EXERCISE INSTRUCTIONS: Go through the lines below and copy each one that holds the string "TtlViewModel".

★ ★ ★ ★ ★ ★ ★

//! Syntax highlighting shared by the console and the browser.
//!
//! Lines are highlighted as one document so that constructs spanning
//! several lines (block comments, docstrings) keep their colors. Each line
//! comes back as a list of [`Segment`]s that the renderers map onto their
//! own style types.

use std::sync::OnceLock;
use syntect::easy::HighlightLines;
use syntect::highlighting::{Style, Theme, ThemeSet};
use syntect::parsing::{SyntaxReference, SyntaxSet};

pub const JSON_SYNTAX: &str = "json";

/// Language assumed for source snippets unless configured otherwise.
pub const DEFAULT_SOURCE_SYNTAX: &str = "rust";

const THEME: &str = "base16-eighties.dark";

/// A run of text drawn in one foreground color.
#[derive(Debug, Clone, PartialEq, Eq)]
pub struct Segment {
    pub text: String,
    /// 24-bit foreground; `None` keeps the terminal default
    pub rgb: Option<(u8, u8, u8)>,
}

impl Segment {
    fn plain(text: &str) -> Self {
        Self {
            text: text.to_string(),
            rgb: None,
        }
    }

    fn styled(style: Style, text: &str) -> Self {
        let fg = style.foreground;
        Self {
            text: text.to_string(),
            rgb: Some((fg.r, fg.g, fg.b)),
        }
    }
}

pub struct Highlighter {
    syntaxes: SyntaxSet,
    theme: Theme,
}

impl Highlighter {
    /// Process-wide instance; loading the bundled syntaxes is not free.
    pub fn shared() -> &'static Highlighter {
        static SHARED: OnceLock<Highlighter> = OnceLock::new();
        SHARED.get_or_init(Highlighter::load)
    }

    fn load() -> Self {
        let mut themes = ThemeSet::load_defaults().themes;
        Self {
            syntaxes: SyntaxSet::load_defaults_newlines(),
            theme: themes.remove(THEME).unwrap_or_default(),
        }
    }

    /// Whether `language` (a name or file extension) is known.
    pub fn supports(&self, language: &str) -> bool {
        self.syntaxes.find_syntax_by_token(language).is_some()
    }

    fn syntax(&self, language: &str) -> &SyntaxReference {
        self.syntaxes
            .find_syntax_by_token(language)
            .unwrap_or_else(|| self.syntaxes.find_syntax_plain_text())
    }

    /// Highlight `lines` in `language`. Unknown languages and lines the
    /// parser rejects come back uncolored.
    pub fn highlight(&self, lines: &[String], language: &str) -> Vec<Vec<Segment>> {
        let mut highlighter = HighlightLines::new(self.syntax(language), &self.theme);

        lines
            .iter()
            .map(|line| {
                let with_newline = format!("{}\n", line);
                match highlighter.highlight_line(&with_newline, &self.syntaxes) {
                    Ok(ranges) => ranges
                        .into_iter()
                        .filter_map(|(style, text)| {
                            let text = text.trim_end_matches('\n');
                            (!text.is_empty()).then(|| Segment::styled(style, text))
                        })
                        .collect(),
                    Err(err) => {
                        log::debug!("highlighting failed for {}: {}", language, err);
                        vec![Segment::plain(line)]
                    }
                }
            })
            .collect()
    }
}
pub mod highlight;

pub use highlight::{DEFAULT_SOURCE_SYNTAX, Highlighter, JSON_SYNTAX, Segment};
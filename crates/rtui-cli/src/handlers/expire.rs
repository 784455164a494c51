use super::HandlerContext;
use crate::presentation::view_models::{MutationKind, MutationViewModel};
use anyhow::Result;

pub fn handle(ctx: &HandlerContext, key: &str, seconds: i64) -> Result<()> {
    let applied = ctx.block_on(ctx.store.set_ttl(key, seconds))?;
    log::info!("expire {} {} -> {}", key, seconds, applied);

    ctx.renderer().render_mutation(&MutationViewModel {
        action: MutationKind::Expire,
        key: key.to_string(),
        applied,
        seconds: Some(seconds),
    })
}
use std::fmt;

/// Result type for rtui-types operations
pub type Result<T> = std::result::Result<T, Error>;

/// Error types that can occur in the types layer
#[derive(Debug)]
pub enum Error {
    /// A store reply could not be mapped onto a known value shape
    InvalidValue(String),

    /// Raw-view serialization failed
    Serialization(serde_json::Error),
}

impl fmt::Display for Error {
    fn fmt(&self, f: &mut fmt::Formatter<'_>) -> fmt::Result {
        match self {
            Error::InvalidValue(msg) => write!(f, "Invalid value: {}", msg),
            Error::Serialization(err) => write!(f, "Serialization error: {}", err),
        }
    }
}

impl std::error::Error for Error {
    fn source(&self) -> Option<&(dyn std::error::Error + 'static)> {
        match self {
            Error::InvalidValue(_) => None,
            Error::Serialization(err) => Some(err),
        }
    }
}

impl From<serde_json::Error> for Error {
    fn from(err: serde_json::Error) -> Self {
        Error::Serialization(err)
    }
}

★ ★ ★ ★ ★ ★ ★

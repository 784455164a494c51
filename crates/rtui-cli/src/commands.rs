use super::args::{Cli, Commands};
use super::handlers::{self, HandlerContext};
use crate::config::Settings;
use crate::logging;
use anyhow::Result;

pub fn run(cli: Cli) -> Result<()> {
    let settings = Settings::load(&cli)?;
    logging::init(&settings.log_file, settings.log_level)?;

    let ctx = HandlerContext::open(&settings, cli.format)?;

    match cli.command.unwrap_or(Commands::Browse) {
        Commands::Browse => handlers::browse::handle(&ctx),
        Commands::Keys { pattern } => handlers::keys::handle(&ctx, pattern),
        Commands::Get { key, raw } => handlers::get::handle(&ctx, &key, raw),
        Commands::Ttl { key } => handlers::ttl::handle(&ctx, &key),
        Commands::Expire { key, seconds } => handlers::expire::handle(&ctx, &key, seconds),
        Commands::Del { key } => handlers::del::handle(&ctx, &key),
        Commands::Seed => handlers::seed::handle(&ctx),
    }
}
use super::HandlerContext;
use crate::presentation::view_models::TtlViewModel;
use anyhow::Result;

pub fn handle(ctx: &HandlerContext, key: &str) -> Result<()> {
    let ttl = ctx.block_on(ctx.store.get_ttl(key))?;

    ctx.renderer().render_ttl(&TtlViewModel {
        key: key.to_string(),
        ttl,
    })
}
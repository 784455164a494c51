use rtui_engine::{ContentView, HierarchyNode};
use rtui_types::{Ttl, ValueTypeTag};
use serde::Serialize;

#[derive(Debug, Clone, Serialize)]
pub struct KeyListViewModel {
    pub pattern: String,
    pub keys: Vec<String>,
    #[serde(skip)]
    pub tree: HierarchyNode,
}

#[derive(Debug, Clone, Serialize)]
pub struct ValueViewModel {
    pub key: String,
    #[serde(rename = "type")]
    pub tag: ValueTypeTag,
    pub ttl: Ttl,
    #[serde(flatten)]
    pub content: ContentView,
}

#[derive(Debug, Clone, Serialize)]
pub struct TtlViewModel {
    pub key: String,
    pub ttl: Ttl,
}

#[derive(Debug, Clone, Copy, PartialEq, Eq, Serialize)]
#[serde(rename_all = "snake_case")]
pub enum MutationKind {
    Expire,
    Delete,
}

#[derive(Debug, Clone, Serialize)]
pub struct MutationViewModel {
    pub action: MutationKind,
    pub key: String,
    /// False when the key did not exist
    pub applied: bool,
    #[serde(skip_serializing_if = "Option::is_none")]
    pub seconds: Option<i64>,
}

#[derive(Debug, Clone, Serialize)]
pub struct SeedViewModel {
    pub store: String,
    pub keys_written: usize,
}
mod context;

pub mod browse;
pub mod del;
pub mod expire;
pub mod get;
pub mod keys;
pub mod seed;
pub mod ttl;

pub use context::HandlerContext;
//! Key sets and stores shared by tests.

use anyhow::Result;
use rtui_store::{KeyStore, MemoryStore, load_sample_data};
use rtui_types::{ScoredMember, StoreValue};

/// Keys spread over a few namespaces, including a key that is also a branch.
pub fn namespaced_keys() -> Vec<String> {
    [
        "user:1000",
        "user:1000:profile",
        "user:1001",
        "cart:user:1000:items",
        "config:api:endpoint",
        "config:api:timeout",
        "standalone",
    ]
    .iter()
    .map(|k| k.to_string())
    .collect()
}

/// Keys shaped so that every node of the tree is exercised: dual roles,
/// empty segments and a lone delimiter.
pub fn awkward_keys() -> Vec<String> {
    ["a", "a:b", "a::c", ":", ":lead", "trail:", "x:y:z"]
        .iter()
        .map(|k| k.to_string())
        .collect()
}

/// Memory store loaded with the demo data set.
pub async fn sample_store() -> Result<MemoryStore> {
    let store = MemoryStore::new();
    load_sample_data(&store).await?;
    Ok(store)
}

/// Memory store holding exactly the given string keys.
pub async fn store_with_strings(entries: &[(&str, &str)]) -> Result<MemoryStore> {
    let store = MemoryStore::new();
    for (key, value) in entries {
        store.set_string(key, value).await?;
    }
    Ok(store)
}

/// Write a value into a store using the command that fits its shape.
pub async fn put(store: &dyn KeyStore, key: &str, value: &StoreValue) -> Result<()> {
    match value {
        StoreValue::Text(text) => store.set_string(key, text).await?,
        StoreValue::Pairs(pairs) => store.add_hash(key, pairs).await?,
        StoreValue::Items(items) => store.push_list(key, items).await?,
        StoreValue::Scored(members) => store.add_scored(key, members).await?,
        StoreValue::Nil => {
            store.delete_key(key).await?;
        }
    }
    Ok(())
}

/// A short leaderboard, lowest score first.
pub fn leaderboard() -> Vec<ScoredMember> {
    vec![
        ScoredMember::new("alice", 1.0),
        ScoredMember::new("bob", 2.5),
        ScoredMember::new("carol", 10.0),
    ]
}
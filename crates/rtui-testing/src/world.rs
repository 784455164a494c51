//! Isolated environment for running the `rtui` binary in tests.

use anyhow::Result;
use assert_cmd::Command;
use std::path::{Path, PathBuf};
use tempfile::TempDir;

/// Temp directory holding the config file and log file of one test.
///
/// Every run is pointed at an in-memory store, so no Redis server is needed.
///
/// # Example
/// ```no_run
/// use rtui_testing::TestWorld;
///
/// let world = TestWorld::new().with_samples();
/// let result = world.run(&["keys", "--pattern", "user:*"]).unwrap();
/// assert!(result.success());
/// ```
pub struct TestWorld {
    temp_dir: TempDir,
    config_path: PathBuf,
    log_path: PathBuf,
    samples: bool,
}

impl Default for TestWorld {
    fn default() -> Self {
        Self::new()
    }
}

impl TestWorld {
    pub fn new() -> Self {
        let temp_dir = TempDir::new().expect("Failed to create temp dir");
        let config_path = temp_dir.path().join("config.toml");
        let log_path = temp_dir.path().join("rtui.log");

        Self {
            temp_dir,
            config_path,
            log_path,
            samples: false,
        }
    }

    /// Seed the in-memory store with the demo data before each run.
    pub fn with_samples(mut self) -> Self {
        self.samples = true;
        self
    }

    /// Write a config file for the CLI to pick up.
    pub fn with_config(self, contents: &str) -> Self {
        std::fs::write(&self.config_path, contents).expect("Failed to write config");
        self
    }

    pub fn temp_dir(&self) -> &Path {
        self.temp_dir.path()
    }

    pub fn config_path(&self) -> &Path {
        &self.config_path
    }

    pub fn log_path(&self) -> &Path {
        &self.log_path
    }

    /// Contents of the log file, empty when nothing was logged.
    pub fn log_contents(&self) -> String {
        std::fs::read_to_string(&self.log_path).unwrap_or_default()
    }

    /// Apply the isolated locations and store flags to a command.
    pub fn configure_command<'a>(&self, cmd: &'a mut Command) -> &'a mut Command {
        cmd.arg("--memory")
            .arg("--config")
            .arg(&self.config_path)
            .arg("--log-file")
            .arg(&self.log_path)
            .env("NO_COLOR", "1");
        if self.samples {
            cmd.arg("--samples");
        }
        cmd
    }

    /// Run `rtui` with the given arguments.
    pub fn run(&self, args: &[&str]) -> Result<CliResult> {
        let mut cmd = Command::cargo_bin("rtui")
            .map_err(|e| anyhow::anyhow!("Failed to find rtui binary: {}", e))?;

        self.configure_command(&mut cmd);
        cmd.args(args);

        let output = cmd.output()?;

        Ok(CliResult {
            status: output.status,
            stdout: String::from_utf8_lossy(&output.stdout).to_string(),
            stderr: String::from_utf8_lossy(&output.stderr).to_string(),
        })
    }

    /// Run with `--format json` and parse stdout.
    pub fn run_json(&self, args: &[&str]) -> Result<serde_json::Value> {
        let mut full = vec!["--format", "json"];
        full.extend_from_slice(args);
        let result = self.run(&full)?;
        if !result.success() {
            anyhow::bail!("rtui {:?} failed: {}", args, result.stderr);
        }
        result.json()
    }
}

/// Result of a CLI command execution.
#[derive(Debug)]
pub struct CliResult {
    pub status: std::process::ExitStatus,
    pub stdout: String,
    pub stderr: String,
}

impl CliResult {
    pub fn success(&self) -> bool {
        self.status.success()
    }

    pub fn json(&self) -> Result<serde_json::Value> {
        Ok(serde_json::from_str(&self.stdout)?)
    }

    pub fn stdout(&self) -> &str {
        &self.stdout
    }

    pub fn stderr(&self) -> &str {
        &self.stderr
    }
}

★ ★ ★ ★ ★ ★ ★

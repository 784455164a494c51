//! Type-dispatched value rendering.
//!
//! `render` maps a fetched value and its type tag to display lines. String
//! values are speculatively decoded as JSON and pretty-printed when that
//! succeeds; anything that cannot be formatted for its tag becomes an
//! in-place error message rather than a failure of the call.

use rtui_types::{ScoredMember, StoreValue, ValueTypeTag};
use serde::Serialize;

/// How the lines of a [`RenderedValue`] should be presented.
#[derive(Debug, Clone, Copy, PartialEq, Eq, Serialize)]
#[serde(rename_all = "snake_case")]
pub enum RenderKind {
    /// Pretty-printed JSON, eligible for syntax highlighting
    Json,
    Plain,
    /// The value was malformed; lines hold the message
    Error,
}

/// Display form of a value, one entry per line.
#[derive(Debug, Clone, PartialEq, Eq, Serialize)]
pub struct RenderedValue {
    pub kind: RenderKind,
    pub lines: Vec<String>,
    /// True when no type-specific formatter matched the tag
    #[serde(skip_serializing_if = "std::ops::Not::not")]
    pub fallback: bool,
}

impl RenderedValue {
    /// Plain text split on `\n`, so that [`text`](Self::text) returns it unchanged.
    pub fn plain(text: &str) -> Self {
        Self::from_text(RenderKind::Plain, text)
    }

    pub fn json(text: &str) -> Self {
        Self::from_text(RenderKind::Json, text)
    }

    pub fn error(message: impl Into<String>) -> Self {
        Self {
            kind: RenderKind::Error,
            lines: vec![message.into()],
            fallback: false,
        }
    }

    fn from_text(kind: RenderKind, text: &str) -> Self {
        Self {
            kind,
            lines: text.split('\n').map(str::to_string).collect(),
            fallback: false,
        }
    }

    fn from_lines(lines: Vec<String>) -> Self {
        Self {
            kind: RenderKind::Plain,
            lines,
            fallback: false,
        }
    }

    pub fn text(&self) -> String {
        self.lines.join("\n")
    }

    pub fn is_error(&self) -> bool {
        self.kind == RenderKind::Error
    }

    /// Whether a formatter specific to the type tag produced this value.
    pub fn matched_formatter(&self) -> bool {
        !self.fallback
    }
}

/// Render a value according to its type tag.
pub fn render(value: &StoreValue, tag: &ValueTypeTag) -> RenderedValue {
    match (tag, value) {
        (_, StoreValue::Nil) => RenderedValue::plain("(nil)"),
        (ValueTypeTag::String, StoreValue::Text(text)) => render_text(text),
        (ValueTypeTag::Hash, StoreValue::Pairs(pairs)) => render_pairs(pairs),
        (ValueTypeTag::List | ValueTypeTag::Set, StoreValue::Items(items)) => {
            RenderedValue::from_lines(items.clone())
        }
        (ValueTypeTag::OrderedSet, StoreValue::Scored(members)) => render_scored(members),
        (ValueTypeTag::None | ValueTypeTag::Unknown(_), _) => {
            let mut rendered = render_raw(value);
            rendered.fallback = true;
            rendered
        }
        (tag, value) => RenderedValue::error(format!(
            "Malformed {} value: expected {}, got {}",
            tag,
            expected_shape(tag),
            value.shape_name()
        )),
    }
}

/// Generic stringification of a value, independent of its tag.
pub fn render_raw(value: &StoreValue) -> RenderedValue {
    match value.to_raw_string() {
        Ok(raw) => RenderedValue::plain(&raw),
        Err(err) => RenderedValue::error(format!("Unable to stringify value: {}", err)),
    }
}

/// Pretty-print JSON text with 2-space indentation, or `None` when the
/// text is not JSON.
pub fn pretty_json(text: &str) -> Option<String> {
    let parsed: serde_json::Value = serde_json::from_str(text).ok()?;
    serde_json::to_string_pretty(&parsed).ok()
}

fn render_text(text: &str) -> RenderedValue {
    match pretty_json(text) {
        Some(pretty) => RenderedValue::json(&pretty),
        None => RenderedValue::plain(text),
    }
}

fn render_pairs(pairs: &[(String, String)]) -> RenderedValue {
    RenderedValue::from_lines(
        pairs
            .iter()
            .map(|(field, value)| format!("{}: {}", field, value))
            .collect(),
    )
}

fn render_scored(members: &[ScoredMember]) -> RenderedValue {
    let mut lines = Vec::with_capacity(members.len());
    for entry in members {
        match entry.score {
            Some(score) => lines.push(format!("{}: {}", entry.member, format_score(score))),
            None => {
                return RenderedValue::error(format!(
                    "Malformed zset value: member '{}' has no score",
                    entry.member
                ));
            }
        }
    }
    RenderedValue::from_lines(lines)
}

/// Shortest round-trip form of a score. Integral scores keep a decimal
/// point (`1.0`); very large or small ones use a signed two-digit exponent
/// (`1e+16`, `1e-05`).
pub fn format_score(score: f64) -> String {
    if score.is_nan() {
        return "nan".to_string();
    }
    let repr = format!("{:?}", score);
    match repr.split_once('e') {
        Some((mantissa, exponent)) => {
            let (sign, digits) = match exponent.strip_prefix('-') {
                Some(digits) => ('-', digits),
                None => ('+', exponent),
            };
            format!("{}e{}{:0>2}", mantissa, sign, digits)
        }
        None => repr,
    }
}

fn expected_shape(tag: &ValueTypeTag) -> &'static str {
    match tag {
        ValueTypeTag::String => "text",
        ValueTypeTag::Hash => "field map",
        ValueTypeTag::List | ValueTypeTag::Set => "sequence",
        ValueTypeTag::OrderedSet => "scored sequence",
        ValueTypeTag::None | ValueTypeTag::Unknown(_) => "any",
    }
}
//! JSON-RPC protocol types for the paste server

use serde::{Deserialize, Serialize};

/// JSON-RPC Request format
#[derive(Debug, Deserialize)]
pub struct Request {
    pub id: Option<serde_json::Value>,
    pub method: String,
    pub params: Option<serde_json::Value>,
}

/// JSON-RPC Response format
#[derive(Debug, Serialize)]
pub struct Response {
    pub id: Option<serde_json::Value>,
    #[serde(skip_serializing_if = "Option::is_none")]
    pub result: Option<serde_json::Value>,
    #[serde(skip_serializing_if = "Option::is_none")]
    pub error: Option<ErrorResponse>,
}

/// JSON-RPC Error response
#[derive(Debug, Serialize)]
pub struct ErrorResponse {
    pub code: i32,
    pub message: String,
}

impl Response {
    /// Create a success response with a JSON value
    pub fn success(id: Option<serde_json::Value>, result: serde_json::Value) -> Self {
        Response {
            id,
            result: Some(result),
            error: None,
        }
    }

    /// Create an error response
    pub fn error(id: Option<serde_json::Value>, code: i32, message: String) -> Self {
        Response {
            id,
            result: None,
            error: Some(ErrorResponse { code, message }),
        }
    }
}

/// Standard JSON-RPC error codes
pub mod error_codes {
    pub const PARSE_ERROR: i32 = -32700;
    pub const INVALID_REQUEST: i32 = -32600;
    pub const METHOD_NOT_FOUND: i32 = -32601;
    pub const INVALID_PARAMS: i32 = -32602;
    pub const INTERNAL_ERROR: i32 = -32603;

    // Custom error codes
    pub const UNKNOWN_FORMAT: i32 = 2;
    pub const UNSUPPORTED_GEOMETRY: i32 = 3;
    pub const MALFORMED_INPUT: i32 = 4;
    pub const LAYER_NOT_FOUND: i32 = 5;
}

★ ★ ★ ★ ★ ★ ★

THE COMPLETED TASK:
use crate::presentation::view_models::TtlViewModel;
    ctx.renderer().render_ttl(&TtlViewModel {
pub struct TtlViewModel {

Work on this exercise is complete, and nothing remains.